Exercise requirements = Reproduce the records below exactly, with nothing altered.

**** Given entries

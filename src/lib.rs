// Copyright (c) 2026 Pegasus Heavy Industries LLC
// Licensed under the MIT License

//! Temperature-driven PWM fan control for Linux.
//!
//! A [`controller::Controller`] samples a [`sensor::TemperatureSource`],
//! maps the reading through a [`curve::LinearCurve`] and drives an
//! [`actuator::Actuator`], with hysteresis to keep the fan from hunting.
//! The `pwm-fand` binary wires these to sysfs and to process signals.

pub mod actuator;
pub mod config;
pub mod controller;
pub mod curve;
pub mod error;
pub mod gpio;
pub mod hwmon;
pub mod pwmchip;
pub mod sensor;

********

Response for this exercise =
filename src/lib.rs
// Copyright (c) 2026 Pegasus Heavy Industries LLC
// Licensed under the MIT License

//! Temperature-driven PWM fan control for Linux.
//!
//! A [`controller::Controller`] samples a [`sensor::TemperatureSource`],
//! maps the reading through a [`curve::LinearCurve`] and drives an
//! [`actuator::Actuator`], with hysteresis to keep the fan from hunting.
//! The `pwm-fand` binary wires these to sysfs and to process signals.

pub mod actuator;
pub mod config;
pub mod controller;
pub mod curve;
pub mod error;
pub mod gpio;
pub mod hwmon;
pub mod pwmchip;
pub mod sensor;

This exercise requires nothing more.